In an unprecedented cross section of athletics, entertainment, and Native American style, Nike N7 has announced their newest ambassador: Jaime Gomez of the Shoshone Nation, who is perhaps better known as the rapper/breakdancer “Taboo” from world famous supergroup, the Black Eyed Peas.
Taboo initially connected with Sam McCracken, N7’s general manager, through a mutual friend, famous Pawnee artist Bunky Echo-Hawk. The collaboration took off from there.
Since N7 usually chooses professional athletes to represent their brand and mission, the collaboration with Taboo is unique. Even though Taboo is not technically an athlete in the conventional sense, he is, to say the least, a mover.
“There’s the players on the field, but there’s also the players on the halftime show,” Taboo said, “That’s who I was. I’m the kid that never picked up a basketball or a baseball, but I love to dance. Sports are not the only active outlet.”
And if ever there were a halftime show champion, Taboo would be it. In 2011, he took the stage on the biggest halftime show in the world—the Superbowl. Entertaining live is Taboo’s favorite element of show business. It’s his opportunity to connect with the audience and make the music come to life through dance. Performing at the Superbowl is just one of Taboo’s many accomplishments as an entertainer. Since their 1992 debut, the Black Eyed Peas have garnered a dedicated fan base of millions through their many hit singles and chart topping albums.
Taboo is hoping that his global audience and international following from his work with the Black Eyed Peas will draw far-reaching support for Nike N7 and their initiatives. He’s also hoping that he will be able to inspire more indigenous youth around the world to approach unconventional styles of movement, like dance.
“Nike N7 is all about activating the youth,” Taboo said, “As a father—I have 4 kids—it’s important to me to lead by example. I don’t want to just leave this world with a catalogue of music. I’m trying to leave a legacy as a great human being who does something for my culture and for humanity.”
Taboo recalls that as a Mexican/Native American kid growing up in Los Angeles, he didn’t have a lot of Native role models to look to in the entertainment industry. But, like many Native kids, his grandma kept him connected to the culture and served as his number one motivator and supporter.

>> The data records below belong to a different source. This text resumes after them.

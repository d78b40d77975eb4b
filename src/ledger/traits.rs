//! Trait abstraction for ledger operations.
//!
//! Enables mock implementations for unit testing and lets the hosting runtime
//! plug in whatever actually moves value.

use crate::identity::Identity;
use async_trait::async_trait;
use thiserror::Error;

/// Result type for ledger operations.
pub type LedgerResult<T> = Result<T, LedgerError>;

/// Ledger operation errors.
#[derive(Debug, Clone, PartialEq, Eq, Error)]
pub enum LedgerError {
    /// The ledger does not hold enough value to cover the transfer.
    #[error("Insufficient funds: requested {requested}, available {available}")]
    InsufficientFunds { requested: u64, available: u64 },

    /// The target refused the transfer or its payload.
    #[error("Transfer rejected: {0}")]
    Rejected(String),

    /// Other error with message.
    #[error("{0}")]
    Other(String),
}

/// The external collaborator that performs value transfers.
///
/// Called exactly once per successfully-started execution. Implementations
/// may call back into the gate; by the time `transfer` runs, the proposal is
/// already marked executed.
#[async_trait]
pub trait Ledger: Send + Sync {
    /// Transfer `amount` to `target`, delivering `payload`.
    async fn transfer(&self, target: &Identity, amount: u64, payload: &[u8]) -> LedgerResult<()>;
}
//! Approval Gate - threshold-approved transaction execution
//!
//! A fixed committee of four owners proposes actions (a value transfer plus
//! an opaque payload), votes on each one once, and executes an action exactly
//! once after its net affirmative tally reaches the threshold.
//!
//! Key principles:
//! - Owner set and threshold fixed at construction
//! - One vote per owner per proposal, permanent
//! - Executed flag committed before the ledger is called
//! - A failed dispatch spends the proposal's only execution attempt
//!
//! The ledger that actually moves value is an external collaborator behind
//! the `ledger::Ledger` trait.

pub mod config;
pub mod gate;
pub mod identity;
pub mod ledger;
pub mod logging;
pub mod serialization;

pub use gate::{ApprovalGate, GateError, GateEvent, GateResult, SharedGate};
pub use identity::Identity;
pub use ledger::{Ledger, LedgerError};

“Ever since I was 5 years old, she always told me to practice, practice, practice, and her face would light up with joy when I would take the stage in the living room,” Taboo said. “To this day, my grandmother’s spirit and influence is the frequency that I tap into when I get on stage to dance in front of thousands.”
Nike N7’s slogan—“move your generation”—falls in line with Taboo’s dreams for himself and for Native youth.
“With the help of N7, I want to show that the more we align ourselves to represent our beautiful culture and channel our Native roots through movement, we empower everybody.”